DOI: 10.14489/vkit.2018.05.pp.042-050

Исупов К. С., Куваев А. С.
ВЫСОКОТОЧНОЕ ПАРАЛЛЕЛЬНОЕ УМНОЖЕНИЕ ЧИСЕЛ С ПЛАВАЮЩЕЙ ТОЧКОЙ НА ЦЕНТРАЛЬНЫХ ПРОЦЕССОРАХ И ГРАФИЧЕСКИХ УСКОРИТЕЛЯХ
(pp. 42-50)

Аннотация. Рассматривается алгоритм умножения чисел с плавающей точкой многократной точности, в котором используется система остаточных классов (СОК) для представления многоразрядных мантисс. Цифры в СОК, называемые остатками, не имеют весов и являются взаимно независимыми, что позволяет обрабатывать их параллельно и без распространения переноса. Новый алгоритм умножения реализован на языке C для центральных процессоров (CPU) и графических ускорителей (GPU) с использованием программнно-аппаратной архитектуры параллельных вычислений (NVIDIA CUDA). Параллельные GPU-подпрограммы спроектированы в виде device-функций и запускаются из основного CUDA-ядра. Эксперименты показывают, что новый алгоритм эффективно распараллеливается, а его производительность значительно выше, чем у алгоритмов на основе двоичной системы счисления, реализованных в известных высокоточных библиотеках.

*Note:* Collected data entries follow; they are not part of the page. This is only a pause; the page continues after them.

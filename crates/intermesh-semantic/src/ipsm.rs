//! [`IpsmApiClient`] – HTTP client for the translation service's channel API.
//!
//! | Call | Endpoint |
//! |---|---|
//! | list channels | `GET {base}/channels` |
//! | create channel | `POST {base}/channels` with a [`ChannelInput`] body |
//! | remove channel | `DELETE {base}/channels/{id}` |
//!
//! A platform owns at most one channel per direction, identified by its
//! source and sink topics. Each direction is reconciled independently:
//!
//! | Alignments declared | Channel exists | Action |
//! |---|---|---|
//! | no | no | nothing |
//! | no | yes | remove |
//! | yes | no | create |
//! | yes | yes, same alignments | keep |
//! | yes | yes, stale alignments | remove, then create |

use async_trait::async_trait;
use intermesh_types::topic::{
    from_translation_downstream, from_translation_upstream, to_translation_downstream, to_translation_upstream,
};
use intermesh_types::{Alignment, Platform};
use serde::{Deserialize, Serialize};
use tracing::{debug, info};

use crate::translation::{TranslationError, TranslationService};

/// A channel as listed by the translation service.
#[derive(Debug, Clone, PartialEq, Eq, Deserialize)]
#[serde(rename_all = "camelCase")]
pub struct ChannelInfo {
    pub id: i64,
    #[serde(default)]
    pub uuid: Option<String>,
    pub source: String,
    pub sink: String,
    #[serde(default)]
    pub inp_alignment_name: String,
    #[serde(default)]
    pub inp_alignment_version: String,
    #[serde(default)]
    pub out_alignment_name: String,
    #[serde(default)]
    pub out_alignment_version: String,
    #[serde(default)]
    pub desc_id: Option<String>,
    #[serde(default)]
    pub parallelism: u32,
}

/// Body of a channel creation request.
#[derive(Debug, Clone, PartialEq, Eq, Serialize)]
#[serde(rename_all = "camelCase")]
pub struct ChannelInput {
    pub source: String,
    pub sink: String,
    pub inp_alignment_name: String,
    pub inp_alignment_version: String,
    pub out_alignment_name: String,
    pub out_alignment_version: String,
    pub parallelism: u32,
}

impl ChannelInput {
    fn new(source: String, sink: String, input: Option<&Alignment>, output: Option<&Alignment>) -> Self {
        let (inp_name, inp_version) = split(input);
        let (out_name, out_version) = split(output);
        Self {
            source,
            sink,
            inp_alignment_name: inp_name,
            inp_alignment_version: inp_version,
            out_alignment_name: out_name,
            out_alignment_version: out_version,
            parallelism: 1,
        }
    }

    fn matches(&self, channel: &ChannelInfo) -> bool {
        self.inp_alignment_name == channel.inp_alignment_name
            && self.inp_alignment_version == channel.inp_alignment_version
            && self.out_alignment_name == channel.out_alignment_name
            && self.out_alignment_version == channel.out_alignment_version
    }
}

fn split(alignment: Option<&Alignment>) -> (String, String) {
    alignment.map_or_else(Default::default, |a| (a.name.clone(), a.version.clone()))
}

/// What reconciling one direction requires.
#[derive(Debug, Clone, PartialEq, Eq)]
pub enum ChannelAction {
    Nothing,
    Keep,
    Create(ChannelInput),
    Remove(i64),
    Replace { remove: i64, create: ChannelInput },
}

/// Decide how to bring `existing` in line with `wanted`.
pub fn plan_channel(existing: Option<&ChannelInfo>, wanted: Option<ChannelInput>) -> ChannelAction {
    match (existing, wanted) {
        (None, None) => ChannelAction::Nothing,
        (Some(channel), None) => ChannelAction::Remove(channel.id),
        (None, Some(input)) => ChannelAction::Create(input),
        (Some(channel), Some(input)) if input.matches(channel) => ChannelAction::Keep,
        (Some(channel), Some(input)) => ChannelAction::Replace {
            remove: channel.id,
            create: input,
        },
    }
}

/// Channels wanted for `platform`, downstream first.
fn wanted_channels(platform: &Platform) -> [(Direction, Option<ChannelInput>); 2] {
    let pid = &platform.platform_id;
    let downstream = platform.has_downstream_alignment().then(|| {
        ChannelInput::new(
            to_translation_downstream(pid),
            from_translation_downstream(pid),
            platform.downstream_input_alignment.as_ref(),
            platform.downstream_output_alignment.as_ref(),
        )
    });
    let upstream = platform.has_upstream_alignment().then(|| {
        ChannelInput::new(
            to_translation_upstream(pid),
            from_translation_upstream(pid),
            platform.upstream_input_alignment.as_ref(),
            platform.upstream_output_alignment.as_ref(),
        )
    });
    [(Direction::Downstream, downstream), (Direction::Upstream, upstream)]
}

#[derive(Debug, Clone, Copy)]
enum Direction {
    Downstream,
    Upstream,
}

impl Direction {
    fn topics(self, platform_id: &str) -> (String, String) {
        match self {
            Direction::Downstream => (to_translation_downstream(platform_id), from_translation_downstream(platform_id)),
            Direction::Upstream => (to_translation_upstream(platform_id), from_translation_upstream(platform_id)),
        }
    }

    fn label(self) -> &'static str {
        match self {
            Direction::Downstream => "downstream",
            Direction::Upstream => "upstream",
        }
    }
}

fn find_channel<'a>(channels: &'a [ChannelInfo], platform_id: &str, direction: Direction) -> Option<&'a ChannelInfo> {
    let (source, sink) = direction.topics(platform_id);
    channels.iter().find(|c| c.source == source && c.sink == sink)
}

// ─────────────────────────────────────────────────────────────────────────────
// Client
// ─────────────────────────────────────────────────────────────────────────────

#[derive(Debug, Clone)]
pub struct IpsmApiClient {
    base_url: String,
    http: reqwest::Client,
}

impl IpsmApiClient {
    /// # Errors
    ///
    /// Returns [`TranslationError::Http`] if the HTTP client cannot be built.
    pub fn new(base_url: impl Into<String>) -> Result<Self, TranslationError> {
        Ok(Self {
            base_url: base_url.into().trim_end_matches('/').to_string(),
            http: reqwest::Client::builder().build()?,
        })
    }

    pub async fn list_channels(&self) -> Result<Vec<ChannelInfo>, TranslationError> {
        let response = self.http.get(format!("{}/channels", self.base_url)).send().await?;
        Ok(check(response).await?.json().await?)
    }

    pub async fn create_channel(&self, input: &ChannelInput) -> Result<(), TranslationError> {
        let response = self
            .http
            .post(format!("{}/channels", self.base_url))
            .json(input)
            .send()
            .await?;
        check(response).await?;
        debug!(source = %input.source, sink = %input.sink, "translation channel created");
        Ok(())
    }

    pub async fn remove_channel(&self, id: i64) -> Result<(), TranslationError> {
        let response = self
            .http
            .delete(format!("{}/channels/{id}", self.base_url))
            .send()
            .await?;
        check(response).await?;
        debug!(channel_id = id, "translation channel removed");
        Ok(())
    }

    async fn apply(&self, action: ChannelAction) -> Result<(), TranslationError> {
        match action {
            ChannelAction::Nothing | ChannelAction::Keep => Ok(()),
            ChannelAction::Create(input) => self.create_channel(&input).await,
            ChannelAction::Remove(id) => self.remove_channel(id).await,
            ChannelAction::Replace { remove, create } => {
                self.remove_channel(remove).await?;
                self.create_channel(&create).await
            }
        }
    }
}

async fn check(response: reqwest::Response) -> Result<reqwest::Response, TranslationError> {
    let status = response.status();
    if status.is_success() {
        return Ok(response);
    }
    let body = response.text().await.unwrap_or_default();
    Err(TranslationError::Status {
        status: status.as_u16(),
        body,
    })
}

#[async_trait]
impl TranslationService for IpsmApiClient {
    async fn setup_channels_for_platform(&self, platform: &Platform) -> Result<(), TranslationError> {
        let channels = self.list_channels().await?;
        for (direction, wanted) in wanted_channels(platform) {
            let existing = find_channel(&channels, &platform.platform_id, direction);
            let action = plan_channel(existing, wanted);
            debug!(
                platform_id = %platform.platform_id,
                direction = direction.label(),
                action = ?action,
                "reconciling translation channel"
            );
            self.apply(action).await?;
        }
        info!(platform_id = %platform.platform_id, "translation channels set up");
        Ok(())
    }

    async fn remove_channels_for_platform(&self, platform_id: &str) -> Result<(), TranslationError> {
        let channels = self.list_channels().await?;
        for direction in [Direction::Downstream, Direction::Upstream] {
            if let Some(channel) = find_channel(&channels, platform_id, direction) {
                self.remove_channel(channel.id).await?;
            }
        }
        info!(platform_id = %platform_id, "translation channels removed");
        Ok(())
    }
}

// ─────────────────────────────────────────────────────────────────────────────
// Tests
// ─────────────────────────────────────────────────────────────────────────────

Ключевые слова:  высокоточное умножение; система остаточных классов; параллельные алгоритмы; модулярно-позиционный формат; вычисления общего назначения на графических процессорах; программнно-аппаратная архитектура параллельных вычислений.

 

Isupov K. S., Kuvaev A. S.
HIGH-PRECISION PARALLEL FLOATING-РOINT MULTIPLICATION ON CPU AND GPU
(pp. 42-50)

Abstract. Multiple-precision arithmetic is in demand in many modern computer applications such as satellite collision simulation, the high accuracy calculation of elliptic integrals, and applying the Inverse Laplace Transform for solving differential equations of fractional order. Since multiple-precision data types are not natively supported by general-purpose hardware, emulation of multiple-precision arithmetic implemented in software libraries is used. Due to the large amount of computations, performance is considered to be one of the most important requirements in multiple-precision applications. This leads to the necessity of using modern parallel computing systems, where multicore processors (CPUs) are often used alongside with graphics processing units (GPUs). However, existing multiple-precision libraries are mostly targeted at CPUs, and do not allow using GPUs for high-precision calculations. Therefore, the development  of effective algorithms for high-precision arithmetic and the implementation of these algorithms on GPU are actual problems of modern high-performance computing. In this paper, a multiple-precision floating-point multiplication algorithm is presented in which the residue number system (RNS) is used to represent multiple-precision significands. In RNS the digits of number, called residues, have no weights and are mutually independent, which allows them to be processed in parallel and without carry propagation. We implemented the new multiple-precision multiplication algorithm in C language for CPU and GPU. For CPU, only a serial version of the algorithm is implemented. For GPU, the both serial and parallel versions of the algorithm are implemented using the NVIDIA CUDA architecture. For GPU-routines, two parallelization schemes are considered. The first scheme is based on the use of CUDA dynamic parallelism. In accordance with the second scheme, parallel GPU-routines are designed as device-functions, which are called from the main CUDA kernel. Experiments show that the new multiple-precision multiplication algorithm is well parallelized, and its performance is much higher than that of algorithms based on the binary system, which are implemented in known multiple-precision libraries.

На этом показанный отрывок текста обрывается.